Endpoint Method Description Auth
/api/v1/operations/dashboard GET Operations dashboard aggregate data No
/api/v1/operations/experiments POST Create a canary experiment No
/api/v1/operations/experiments GET List experiments No
/api/v1/operations/experiments/{name}/results GET Query experiment results No
/api/v1/operations/experiments/{name}/metrics POST Record experiment metrics No
/api/v1/operations/release-checklist GET Go-live checklist No
/api/v1/mining/tickets POST Trigger ticket mining Yes
/api/v1/mining/status GET Query mining report Yes
/api/v1/update/full POST Full update Yes
/api/v1/update/incremental POST Incremental update Yes
/api/v1/update/file POST Single-file real-time update Yes
/api/v1/update/status GET Query update status Yes

Operations Dashboard: GET /api/v1/operations/dashboard

Returns aggregated dashboard data. Repeated calls within 30 seconds return cached results to avoid re-aggregation:

# Default uses the 30-second cache
curl http://localhost:8000/api/v1/operations/dashboard

# Force-refresh the cache, bypassing the cache window
curl "http://localhost:8000/api/v1/operations/dashboard?force_refresh=true"
{
  "total_sessions": 1280,
  "escalation_rate": 0.12,
  "resolution_rate": 0.87,
  "avg_response_time_ms": 920,
  "hot_questions": [
    {"question": "Return and exchange policy", "count": 156},
    {"question": "Order shipment query", "count": 98}
  ],
  "collected_at": "2026-07-03T10:00:00Z"
}

Key Metric Descriptions

Metric Meaning Optimization Direction
total_sessions Total sessions Reflects overall traffic
escalation_rate Escalation rate Lower is better; high suggests insufficient bot capability
resolution_rate Resolution rate Higher is better; reflects combined bot + human resolution
avg_response_time_ms Average response time Lower is better; see Performance Optimization
hot_questions Top N hot questions Use to supplement the knowledge base or optimize hot-question caching

Value of hot questions

hot_questions reflects high-frequency user requests. Operations should: 1. High-frequency but unmatched questions → supplement the knowledge base 2. High-frequency and matched questions → confirm HotQueryCache hit rate 3. High-frequency escalated questions → improve the bot's answer capability


Canary Release

Manage A/B tests via the experiment.py module, supporting canary ratio control and experiment result comparison.
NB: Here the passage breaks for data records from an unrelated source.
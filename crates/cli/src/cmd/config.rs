//! Configuration management command
//!
//! Provides CLI interface to view and edit the configuration file.

use crate::system_config::{self, SystemConfig};
use anyhow::Result;
use owo_colors::OwoColorize;
use std::path::Path;

const KEYS: &[(&str, &[&str])] = &[
    (
        "proxy",
        &["project_id", "debuggee_id", "key_file", "concurrency", "event_capacity"],
    ),
    ("log", &["level", "file"]),
    ("simulate", &["poll_timeout_ms", "hit_probability", "agent_delay_ms"]),
];

/// List all configuration values
pub async fn run_list(config_path: &Path) -> Result<()> {
    let config = system_config::load(config_path)?;

    println!("{}", "Stakeout Configuration".bold());
    let location = config_path.display().to_string();
    if config_path.exists() {
        println!("{}: {}\n", "Location".dimmed(), location.dimmed());
    } else {
        println!("{}: {} {}\n", "Location".dimmed(), location.dimmed(), "(not created, showing defaults)".yellow());
    }

    for (index, (section, keys)) in KEYS.iter().enumerate() {
        if index > 0 {
            println!();
        }
        println!("{}", format!("[{}]", section).yellow());
        for key in keys.iter() {
            let value = config.get(&format!("{}.{}", section, key)).unwrap_or_default();
            if value.is_empty() {
                println!("  {} = {}", key.cyan(), "(unset)".dimmed());
            } else {
                println!("  {} = {}", key.cyan(), value);
            }
        }
    }

    println!("\n{}", "Valid Ranges:".bold());
    println!("  proxy.concurrency: 1-{}", proxy::config::MAX_CONCURRENCY);
    println!("  proxy.event_capacity: >= 1");
    println!("  simulate.poll_timeout_ms: 1-600,000");
    println!("  simulate.hit_probability: 0.0-1.0");
    println!("  simulate.agent_delay_ms: 0-60,000");

    Ok(())
}

/// Get a single configuration value
pub async fn run_get(config_path: &Path, key: &str) -> Result<()> {
    let config = system_config::load(config_path)?;

    match config.get(key) {
        Some(value) => println!("{}", value),
        None => anyhow::bail!(
            "Unknown config key: {}. Use 'stakeout config list' to see available keys.",
            key
        ),
    }
    Ok(())
}

/// Set a configuration value
pub async fn run_set(config_path: &Path, key: &str, value: &str) -> Result<()> {
    let mut config: SystemConfig = system_config::load(config_path)?;
    config.set(key, value)?;
    system_config::save(config_path, &config)?;

    println!("{} {} = {}", "✓".green(), key.cyan(), value);
    Ok(())
}

/// Show the config file path and optionally create it
pub async fn run_path(config_path: &Path, create: bool) -> Result<()> {
    if create && system_config::init_if_missing(config_path)? {
        println!("{} Created config file at: {}", "✓".green(), config_path.display());
    } else if config_path.exists() {
        println!("{}", config_path.display());
    } else {
        println!("{}", config_path.display());
        println!("{}", "File does not exist. Use --create to create it.".yellow());
    }

    Ok(())
}

/// Show example configuration
pub async fn run_example() -> Result<()> {
    println!("{}", system_config::example_config());
    Ok(())
}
Create an Experiment: POST /api/v1/operations/experiments

curl -X POST http://localhost:8000/api/v1/operations/experiments \
  -H "Content-Type: application/json" \
  -d '{
    "name": "rag-rerank-v2",
    "description": "Compare the new reranker with the old retrieval effect",
    "variants": ["control", "treatment"],
    "traffic_split": {"control": 0.5, "treatment": 0.5}
  }'

Duplicate experiment names overwrite and rebuild

If the experiment name already exists, it is overwritten and historical metrics are cleared, making it easy to restart the experiment. traffic_split controls the canary ratio; for example, {"control": 0.9, "treatment": 0.1} means 10% of traffic goes to the treatment group.
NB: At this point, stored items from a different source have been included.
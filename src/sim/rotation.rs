//! Discrete rotation of the logo
//!
//! Orientation is an index into a precomputed sine/cosine table, so every
//! tick reads trig values in O(1) and the angle never drifts.

use glam::Vec2;
use serde::{Deserialize, Serialize};

use crate::{rotate, rotate_inverse};

/// Sine and cosine of the current logo angle
#[derive(Debug, Clone, Copy, PartialEq, Serialize, Deserialize)]
pub struct Orientation {
    pub sin: f32,
    pub cos: f32,
}

impl Orientation {
    pub const IDENTITY: Self = Self { sin: 0.0, cos: 1.0 };

    pub fn from_angle(angle: f32) -> Self {
        let (sin, cos) = angle.sin_cos();
        Self { sin, cos }
    }

    /// World offset (relative to the logo center) into the logo's local frame
    #[inline]
    pub fn to_local(&self, offset: Vec2) -> Vec2 {
        rotate_inverse(offset, self.sin, self.cos)
    }

    /// Local logo coordinates into a world offset from the logo center
    #[inline]
    pub fn to_world(&self, local: Vec2) -> Vec2 {
        rotate(local, self.sin, self.cos)
    }
}

/// Precomputed rotation table plus the current index into it
#[derive(Debug, Clone, PartialEq, Serialize, Deserialize)]
pub struct RotationModel {
    sin: Vec<f32>,
    cos: Vec<f32>,
    angle_index: usize,
}

impl RotationModel {
    /// Build a table of `steps` entries at `i * step` radians.
    ///
    /// `steps` must be non-zero; `Settings::validate` guarantees that.
    pub fn new(steps: usize, step: f32) -> Self {
        let (sin, cos): (Vec<f32>, Vec<f32>) = (0..steps)
            .map(|i| (i as f32 * step).sin_cos())
            .unzip();
        Self {
            sin,
            cos,
            angle_index: 0,
        }
    }

    /// Table covering exactly one full turn
    pub fn full_turn(steps: usize) -> Self {
        Self::new(steps, std::f32::consts::TAU / steps as f32)
    }

    pub fn steps(&self) -> usize {
        self.sin.len()
    }

    pub fn angle_index(&self) -> usize {
        self.angle_index
    }

    /// Step forward one entry, wrapping at the end of the table
    pub fn advance(&mut self) {
        self.angle_index = (self.angle_index + 1) % self.steps();
    }

    pub fn current(&self) -> Orientation {
        self.at(self.angle_index)
    }

    /// Orientation stored at `index` (taken modulo the table size)
    pub fn at(&self, index: usize) -> Orientation {
        let i = index % self.steps();
        Orientation {
            sin: self.sin[i],
            cos: self.cos[i],
        }
    }

    pub fn reset(&mut self) {
        self.angle_index = 0;
    }
}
List Experiments: GET /api/v1/operations/experiments

curl http://localhost:8000/api/v1/operations/experiments

Record Experiment Metrics: POST /api/v1/operations/experiments/{name}/metrics

curl -X POST http://localhost:8000/api/v1/operations/experiments/rag-rerank-v2/metrics \
  -H "Content-Type: application/json" \
  -d '{
    "variant": "treatment",
    "metric_name": "resolution_rate",
    "value": 0.92
  }'

Recording is allowed even if the experiment does not exist

Metric recording does not check whether the experiment exists, making replay and offline analysis easy. metric_name can be any metric such as resolution_rate / response_time_ms / hit_rate.
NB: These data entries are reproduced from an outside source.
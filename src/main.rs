//! Snowdrift headless runner
//!
//! Drives the simulation with a manual clock (one frame every 16 ms),
//! optionally printing ASCII frames, and reports run statistics as JSON.

use std::path::PathBuf;

use anyhow::{Context, Result};
use clap::Parser;

use snowdrift::Settings;
use snowdrift::platform::{ManualClock, SeededRandom, TickInput};
use snowdrift::render::{AsciiSurface, LogoArt, render};
use snowdrift::sim::{SimState, TickOutcome, tick};

/// Simulated frame length
const FRAME_MS: u64 = 16;

/// Command-line arguments for a headless run.
#[derive(Debug, Parser)]
#[command(author, version, about, long_about = None)]
struct CliArgs {
    /// JSON settings file; missing fields use their defaults.
    #[arg(short, long, value_name = "FILE")]
    config: Option<PathBuf>,
    /// Number of frames to simulate, including the start-up delay.
    #[arg(short, long, default_value_t = 2000)]
    ticks: u64,
    /// Random seed (overrides the settings file).
    #[arg(short, long)]
    seed: Option<u64>,
    /// Start rotating the logo as soon as the run is active.
    #[arg(long)]
    rotate: bool,
    /// Print an ASCII frame every N ticks (0 prints only the last frame).
    #[arg(long, value_name = "N", default_value_t = 0)]
    frame_every: u64,
    /// Screen pixels per ASCII cell.
    #[arg(long, value_name = "PIXELS", default_value_t = 4,
        value_parser = clap::value_parser!(u32).range(1..=16))]
    scale: u32,
}

fn load_settings(args: &CliArgs) -> Result<Settings> {
    let mut settings = match &args.config {
        Some(path) => {
            let json = std::fs::read_to_string(path)
                .with_context(|| format!("reading {}", path.display()))?;
            Settings::from_json(&json).with_context(|| format!("loading {}", path.display()))?
        }
        None => Settings::default(),
    };
    if let Some(seed) = args.seed {
        settings.seed = seed;
    }
    settings.validate()?;
    Ok(settings)
}

fn main() -> Result<()> {
    env_logger::init();
    let args = CliArgs::parse();
    let settings = load_settings(&args)?;
    log::info!(
        "Snowdrift starting: {}x{}, seed {}",
        settings.screen_width,
        settings.screen_height,
        settings.seed
    );

    let clock = ManualClock::new(0);
    let mut rng = SeededRandom::new(settings.seed);
    let mut surface = AsciiSurface::new(settings.screen_width, settings.screen_height, args.scale);
    let mut state = SimState::try_new(settings, 0)?;
    let art = LogoArt::new(&state.logo);

    for n in 1..=args.ticks {
        clock.advance(FRAME_MS);
        let input = TickInput {
            toggle_rotation: args.rotate && state.tick_count == 1 && !state.rotating,
            ..Default::default()
        };
        if tick(&mut state, &input, &clock, &mut rng) == TickOutcome::Exit {
            break;
        }
        render(&state, &art, &mut surface);
        if args.frame_every > 0 && n % args.frame_every == 0 {
            println!("--- tick {n} ---\n{surface}");
        }
    }

    if args.frame_every == 0 {
        println!("{surface}");
    }
    println!("{}", serde_json::to_string_pretty(&state.stats)?);
    log::info!(
        "Finished after {} active ticks: {} flakes falling, {} on the logo",
        state.tick_count,
        state.snow.active_count(),
        state.pile.active_count()
    );
    Ok(())
}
Query Experiment Results: GET /api/v1/operations/experiments/{name}/results

curl http://localhost:8000/api/v1/operations/experiments/rag-rerank-v2/results
{
  "name": "rag-rerank-v2",
  "variants": {
    "control": {
      "samples": 640,
      "metrics": {
        "resolution_rate": {"mean": 0.85, "count": 640},
        "response_time_ms": {"mean": 950, "count": 640}
      }
    },
    "treatment": {
      "samples": 640,
      "metrics": {
        "resolution_rate": {"mean": 0.92, "count": 640},
        "response_time_ms": {"mean": 880, "count": 640}
      }
    }
  }
}

Returns 404 when the experiment does not exist.

Canary Release Flow

flowchart LR
    A[Create experiment<br/>traffic_split 10%] --> B[Record metrics]
    B --> C{Treatment performance?}
    C -- Better than control --> D[Expand canary 50%]
    C -- Equal or worse --> E[Roll back 0%]
    D --> F{Continue observing}
    F -- Stable --> G[Full release 100%]
    F -- Anomaly --> E
    G --> H[Experiment complete]

Ticket Mining

Use ticket_miner.py to cluster-analyze historical tickets, identify high-frequency problems, and consolidate them as knowledge base candidates.

Trigger Mining: POST /api/v1/mining/tickets

curl -X POST http://localhost:8000/api/v1/mining/tickets \
  -H "Content-Type: application/json" \
  -H "X-API-Key: ${API_KEY}" \
  -d '{
    "start_time": "2026-06-01T00:00:00Z",
    "end_time": "2026-06-30T23:59:59Z",
    "status": "resolved"
  }'

All parameters are optional:

Parameter Description
start_time / end_time Filter by created_at (closed interval)
status Filter by ticket status; commonly resolved to mine only resolved tickets
{
  "started_at": "2026-07-03T10:00:00Z",
  "total_tickets": 320,
  "ingested": 45,
  "items": [
    {
      "question": "Order shipment query",
      "frequency": 28,
      "representative_solution": "Provide the tracking number and query entry..."
    }
  ],
  "errors": []
}

Value of mining results

items are clustered high-frequency problems; frequency reflects occurrence count, and representative_solution is a representative solution. Operations should: 1. Add high-frequency problems to the knowledge base (ingest as FAQ) 2. For problems already in the knowledge base but still appearing in tickets → optimize retrieval or answer quality 3. Ingest mined solutions after human review

Query Mining Status: GET /api/v1/mining/status

curl http://localhost:8000/api/v1/mining/status -H "X-API-Key: ${API_KEY}"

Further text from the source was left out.